The child who is forced to learn names and dates may think history is nothing but a needless weight hung around his neck to pull him down into the depths of mental distress.  Actually, history is a valuable teacher.  Martin Luther stated that histories revealed God’s works and judgments, informing us how God preserves, rules, checks, furthers, punishes, and honors the people of the world as each deserved good or evil.  See What Luther Says, Vol.II; E. M. Plass, Concordia Publishing House, St.

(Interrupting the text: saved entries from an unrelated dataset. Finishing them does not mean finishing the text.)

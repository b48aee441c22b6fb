use std::path::Path;
use std::time::{Duration, SystemTime};

use anyhow::{Context, Result};
use tracing::info;

/// Delete CKG database files under `ckg_dir` not accessed within
/// `retention`. Spec.md §4.6 "CKG housekeeping". Uses mtime as the access
/// proxy (every `sync_codebase` / `on_file_changed` touches the file).
pub fn sweep_stale_ckg_databases(ckg_dir: &Path, retention: Duration) -> Result<Vec<String>> {
    if !ckg_dir.exists() {
        return Ok(Vec::new());
    }

    let now = SystemTime::now();
    let mut removed = Vec::new();

    for entry in std::fs::read_dir(ckg_dir)
        .with_context(|| format!("reading ckg directory {}", ckg_dir.display()))?
    {
        let entry = entry?;
        let path = entry.path();
        if path.extension().and_then(|e| e.to_str()) != Some("sqlite") {
            continue;
        }
        let metadata = entry.metadata()?;
        let modified = metadata.modified()?;
        let age = now.duration_since(modified).unwrap_or_default();
        if age > retention {
            std::fs::remove_file(&path)
                .with_context(|| format!("removing stale ckg db {}", path.display()))?;
            info!(path = %path.display(), age_secs = age.as_secs(), "swept stale ckg database");
            removed.push(path.display().to_string());
        }
    }

    Ok(removed)
}
//! Shared types used across the tool-server crates: the error taxonomy,
//! session phase, and uniform tool outcome shape.

pub mod error;
pub mod notify;
pub mod types;

pub use error::{ToolError, ToolResult};
pub use notify::{FileChangeNotifier, NullNotifier};
pub use types::{Phase, ToolOutcome, TRUNCATION_MARKER, truncate_bytes};
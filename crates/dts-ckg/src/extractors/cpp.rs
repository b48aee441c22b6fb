use super::generic::TsExtractor;

pub fn extractor() -> TsExtractor {
    TsExtractor {
        language: tree_sitter_cpp::LANGUAGE.into(),
        function_query: r#"
            (function_definition
              declarator: (function_declarator
                declarator: (identifier) @function.name)) @function.def
            (function_definition
              declarator: (function_declarator
                declarator: (field_identifier) @function.name)) @function.def
        "#,
        class_query: r#"
            (class_specifier
              name: (type_identifier) @class.name
              body: (field_declaration_list) @class.body) @class.def
            (struct_specifier
              name: (type_identifier) @class.name
              body: (field_declaration_list) @class.body) @class.def
        "#,
        class_node_kinds: &["class_specifier", "struct_specifier"],
        method_node_kinds: &["function_definition", "declaration"],
        field_node_kinds: &["field_declaration"],
    }
}
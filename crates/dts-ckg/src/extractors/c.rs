use super::generic::TsExtractor;

/// C has no classes; `class_query` is empty and `on_file_changed` simply
/// inserts no `ClassEntry` rows for `.c`/`.h` files.
pub fn extractor() -> TsExtractor {
    TsExtractor {
        language: tree_sitter_c::LANGUAGE.into(),
        function_query: r#"
            (function_definition
              declarator: (function_declarator
                declarator: (identifier) @function.name)) @function.def
        "#,
        class_query: "",
        class_node_kinds: &[],
        method_node_kinds: &[],
        field_node_kinds: &[],
    }
}
use super::generic::TsExtractor;

pub fn extractor() -> TsExtractor {
    TsExtractor {
        language: tree_sitter_java::LANGUAGE.into(),
        function_query: r#"
            (method_declaration
              name: (identifier) @function.name) @function.def
            (constructor_declaration
              name: (identifier) @function.name) @function.def
        "#,
        class_query: r#"
            (class_declaration
              name: (identifier) @class.name
              body: (class_body) @class.body) @class.def
        "#,
        class_node_kinds: &["class_declaration"],
        method_node_kinds: &["method_declaration", "constructor_declaration"],
        field_node_kinds: &["field_declaration"],
    }
}
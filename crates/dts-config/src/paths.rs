use std::path::PathBuf;

/// XDG app name used to resolve the default storage directory.
pub const APP_NAME: &str = "dev-tools-mcp";

/// Resolve the default storage directory (`STORAGE_DIR` env override wins).
///
/// Falls back to the platform state directory via `directories::ProjectDirs`,
/// then to `./.dev-tools-mcp` if no home directory can be determined (e.g.
/// inside a minimal container).
pub fn default_storage_dir() -> PathBuf {
    if let Ok(dir) = std::env::var("STORAGE_DIR") {
        return PathBuf::from(dir);
    }
    directories::ProjectDirs::from("", "", APP_NAME)
        .map(|dirs| dirs.data_local_dir().to_path_buf())
        .unwrap_or_else(|| PathBuf::from(".dev-tools-mcp"))
}

/// Directory holding one SQLite CKG database per indexed project root.
pub fn ckg_dir(storage_dir: &std::path::Path) -> PathBuf {
    storage_dir.join("ckg")
}
//! MCP tool definitions: one `#[tool]`-annotated method per entry in the
//! tool catalog (spec.md §6), each a thin wrapper deserializing its typed
//! arguments and delegating to a [`dts_dispatch::Dispatcher`].

use std::sync::Arc;

use dts_core::ToolOutcome;
use dts_dispatch::{
    BashArgs, CodeSearchArgs, Dispatcher, FileEditorArgs, GitDiffArgs, JsonEditorArgs,
    NavigatorArgs, SequentialThinkingArgs,
};
use rmcp::handler::server::router::tool::ToolRouter;
use rmcp::handler::server::wrapper::Parameters;
use rmcp::model::*;
use rmcp::schemars;
use rmcp::tool;
use rmcp::tool_handler;
use rmcp::tool_router;
use rmcp::{ErrorData as McpError, ServerHandler};

fn map_outcome(outcome: ToolOutcome) -> Result<CallToolResult, McpError> {
    let text = serde_json::to_string_pretty(&outcome.content)
        .map_err(|e| McpError::internal_error(format!("failed to serialize result: {e}"), None))?;
    if outcome.success {
        Ok(CallToolResult::success(vec![Content::text(text)]))
    } else {
        let code = outcome.error_code.unwrap_or("Internal");
        Ok(CallToolResult::error(vec![Content::text(format!(
            "[{code}] {text}"
        ))]))
    }
}

#[derive(Debug, serde::Deserialize, schemars::JsonSchema)]
pub struct McpNavigatorArgs {
    pub session_id: String,
    pub subcommand: String,
    #[serde(default)]
    pub path: Option<String>,
    #[serde(default)]
    pub view_range: Option<(i64, i64)>,
}

#[derive(Debug, serde::Deserialize, schemars::JsonSchema)]
pub struct McpBashArgs {
    pub session_id: String,
    #[serde(default)]
    pub command: Option<String>,
    #[serde(default)]
    pub restart: Option<bool>,
}

#[derive(Debug, serde::Deserialize, schemars::JsonSchema)]
pub struct McpFileEditorArgs {
    pub session_id: String,
    pub operation: String,
    pub path: String,
    #[serde(default)]
    pub file_text: Option<String>,
    #[serde(default)]
    pub old_str: Option<String>,
    #[serde(default)]
    pub new_str: Option<String>,
    #[serde(default)]
    pub insert_line: Option<i64>,
    #[serde(default)]
    pub view_range: Option<(i64, i64)>,
}

#[derive(Debug, serde::Deserialize, schemars::JsonSchema)]
pub struct McpJsonEditorArgs {
    pub session_id: String,
    pub operation: String,
    pub file_path: String,
    #[serde(default)]
    pub json_path: Option<String>,
    #[serde(default)]
    pub value: Option<serde_json::Value>,
    #[serde(default)]
    pub pretty_print: Option<bool>,
}

#[derive(Debug, serde::Deserialize, schemars::JsonSchema)]
pub struct McpCodeSearchArgs {
    pub session_id: String,
    pub command: String,
    pub path: String,
    pub identifier: String,
    #[serde(default)]
    pub print_body: Option<bool>,
}

#[derive(Debug, serde::Deserialize, schemars::JsonSchema)]
pub struct McpGitDiffArgs {
    pub session_id: String,
    pub path: String,
    #[serde(default)]
    pub base_commit: Option<String>,
    #[serde(default)]
    pub filter_tests: Option<bool>,
}

#[derive(Debug, serde::Deserialize, schemars::JsonSchema)]
pub struct McpSequentialThinkingArgs {
    pub session_id: String,
    pub thought: String,
    pub thought_number: u32,
    pub total_thoughts: u32,
    pub next_thought_needed: bool,
    #[serde(default)]
    pub is_revision: Option<bool>,
    #[serde(default)]
    pub revises_thought: Option<u32>,
    #[serde(default)]
    pub branch_from_thought: Option<u32>,
    #[serde(default)]
    pub branch_id: Option<String>,
    #[serde(default)]
    pub needs_more_thoughts: Option<bool>,
}

#[derive(Debug, serde::Deserialize, schemars::JsonSchema)]
pub struct McpTaskDoneArgs {
    pub session_id: String,
}

/// The dev-tools MCP server: exposes the fixed tool catalog over a shared
/// [`Dispatcher`]. Cheap to clone -- the router and dispatcher are both
/// `Arc`-backed.
#[derive(Clone)]
pub struct DevToolsServer {
    dispatcher: Arc<Dispatcher>,
    tool_router: ToolRouter<DevToolsServer>,
}

impl DevToolsServer {
    pub fn new(dispatcher: Arc<Dispatcher>) -> Self {
        Self {
            dispatcher,
            tool_router: Self::tool_router(),
        }
    }
}

#[tool_router]
impl DevToolsServer {
    #[tool(
        description = "Navigate the session sandbox: cd, pwd, ls, read a file or directory, or lock_cwd to move the session from Discovery into Edit phase. Always available, in any phase."
    )]
    async fn navigator(
        &self,
        Parameters(p): Parameters<McpNavigatorArgs>,
    ) -> Result<CallToolResult, McpError> {
        let outcome = self
            .dispatcher
            .navigator(
                &p.session_id,
                NavigatorArgs {
                    subcommand: p.subcommand,
                    path: p.path,
                    view_range: p.view_range,
                },
            )
            .await;
        map_outcome(outcome)
    }

    #[tool(
        description = "Run a command in the session's persistent shell (or restart it). Only available after the session has called navigator lock_cwd to enter Edit phase."
    )]
    async fn bash(
        &self,
        Parameters(p): Parameters<McpBashArgs>,
    ) -> Result<CallToolResult, McpError> {
        let outcome = self
            .dispatcher
            .bash(
                &p.session_id,
                BashArgs {
                    command: p.command,
                    restart: p.restart,
                },
            )
            .await;
        map_outcome(outcome)
    }

    #[tool(
        description = "View, create, replace, or insert text in a file within the sandbox. `view` is available in any phase; `create`/`replace`/`insert` require Edit phase."
    )]
    async fn file_editor(
        &self,
        Parameters(p): Parameters<McpFileEditorArgs>,
    ) -> Result<CallToolResult, McpError> {
        let outcome = self
            .dispatcher
            .file_editor(
                &p.session_id,
                FileEditorArgs {
                    operation: p.operation,
                    path: p.path,
                    file_text: p.file_text,
                    old_str: p.old_str,
                    new_str: p.new_str,
                    insert_line: p.insert_line,
                    view_range: p.view_range,
                },
            )
            .await;
        map_outcome(outcome)
    }

    #[tool(
        description = "View, set, add, or remove a value at a JSONPath in a JSON file within the sandbox. `view` is available in any phase; `set`/`add`/`remove` require Edit phase."
    )]
    async fn json_editor(
        &self,
        Parameters(p): Parameters<McpJsonEditorArgs>,
    ) -> Result<CallToolResult, McpError> {
        let outcome = self
            .dispatcher
            .json_editor(
                &p.session_id,
                JsonEditorArgs {
                    operation: p.operation,
                    file_path: p.file_path,
                    json_path: p.json_path,
                    value: p.value,
                    pretty_print: p.pretty_print,
                },
            )
            .await;
        map_outcome(outcome)
    }

    #[tool(
        description = "Search the session's project for a function, class, or class method definition by exact name, using the incrementally maintained code knowledge graph. Always available."
    )]
    async fn code_search(
        &self,
        Parameters(p): Parameters<McpCodeSearchArgs>,
    ) -> Result<CallToolResult, McpError> {
        let outcome = self
            .dispatcher
            .code_search(
                &p.session_id,
                CodeSearchArgs {
                    command: p.command,
                    path: p.path,
                    identifier: p.identifier,
                    print_body: p.print_body,
                },
            )
            .await;
        map_outcome(outcome)
    }

    #[tool(
        description = "Show the git diff of the working tree (optionally against a base commit) for a path in the sandbox. Always available."
    )]
    async fn git_diff(
        &self,
        Parameters(p): Parameters<McpGitDiffArgs>,
    ) -> Result<CallToolResult, McpError> {
        let outcome = self
            .dispatcher
            .git_diff(
                &p.session_id,
                GitDiffArgs {
                    path: p.path,
                    base_commit: p.base_commit,
                    filter_tests: p.filter_tests,
                },
            )
            .await;
        map_outcome(outcome)
    }

    #[tool(
        description = "Record one step of an explicit, revisable reasoning trace. Supports revising earlier thoughts and branching off of them. Always available."
    )]
    async fn sequential_thinking(
        &self,
        Parameters(p): Parameters<McpSequentialThinkingArgs>,
    ) -> Result<CallToolResult, McpError> {
        let outcome = self
            .dispatcher
            .sequential_thinking(
                &p.session_id,
                SequentialThinkingArgs {
                    thought: p.thought,
                    thought_number: p.thought_number,
                    total_thoughts: p.total_thoughts,
                    next_thought_needed: p.next_thought_needed,
                    is_revision: p.is_revision,
                    revises_thought: p.revises_thought,
                    branch_from_thought: p.branch_from_thought,
                    branch_id: p.branch_id,
                    needs_more_thoughts: p.needs_more_thoughts,
                },
            )
            .await;
        map_outcome(outcome)
    }

    #[tool(
        description = "Report the session's current phase and how many thoughts have been recorded. Call when the task is believed complete."
    )]
    async fn task_done(
        &self,
        Parameters(p): Parameters<McpTaskDoneArgs>,
    ) -> Result<CallToolResult, McpError> {
        let outcome = self.dispatcher.task_done(&p.session_id).await;
        map_outcome(outcome)
    }
}

#[tool_handler]
impl ServerHandler for DevToolsServer {
    fn get_info(&self) -> ServerInfo {
        ServerInfo {
            protocol_version: ProtocolVersion::V_2024_11_05,
            capabilities: ServerCapabilities::builder().enable_tools().build(),
            server_info: Implementation {
                name: "dev-tools-mcp".to_string(),
                version: env!("CARGO_PKG_VERSION").to_string(),
                ..Default::default()
            },
            instructions: Some(
                "Sessions start in Discovery phase: navigator, code_search, git_diff, \
                 sequential_thinking, task_done, and file_editor/json_editor `view` are all \
                 available. Call navigator with subcommand=lock_cwd to enter Edit phase, which \
                 unlocks bash and the write operations of file_editor/json_editor. The phase \
                 transition is one-way for the lifetime of the session."
                    .to_string(),
            ),
        }
    }
}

Louis, Missouri, second printing, 1972; page 648.

This discussion briefly reviews Old Testament history to observe from the Garden of Eden to the coming of Christ the regress of the human race from its holy state and to trace the progress of the gospel about the Descendant of the Woman who would come to save it.

1. From Eden to Babel (From Creation to about 2200 B.C.)  Genesis 3:22-11:26

Adam and Eve were created holy and lived in a blessed innocence in the Garden of Eden.  Shortly after, however, they fell into sin.  To punish them God drove them out from the garden.  When Eve gave birth to her first son, she thought it was the Lord, the Savior promised in Genesis 3:15, which is how the Hebrew text in Genesis 4:1 could be translated.  They named him Cain.  He committed the first murder when he killed his brother Abel.  For the first time death occurred in the world.  Cain’s descendants occupied themselves with worldly pursuits and initiated polygamy, corrupting the divine design of marriage.  Seth was also born to Adam and Eve, whose descendants feared the Lord and began proclaiming his name in the world.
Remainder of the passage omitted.